╔══

//! CLI commands for monorail
//!
//! - **release**: build and publish one release mode (root, wasm variants, platform packages)
//! - **stubs**: create missing per-platform stub packages
//! - **targets**: list supported platforms
//!
//! Commands take the [`ReleaseEnv`](crate::core::config::ReleaseEnv) built once in `main`.

pub mod release;
pub mod stubs;
pub mod targets;

pub use release::run_release;
pub use stubs::run_stubs;
pub use targets::run_targets;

╚══

— Your assignment —
From the line containing "pub mod release;" down to the last line of the records, transcribe every line exactly and add nothing else.

— Written reply —
pub mod release;
pub mod stubs;
pub mod targets;

pub use release::run_release;
pub use stubs::run_stubs;
pub use targets::run_targets;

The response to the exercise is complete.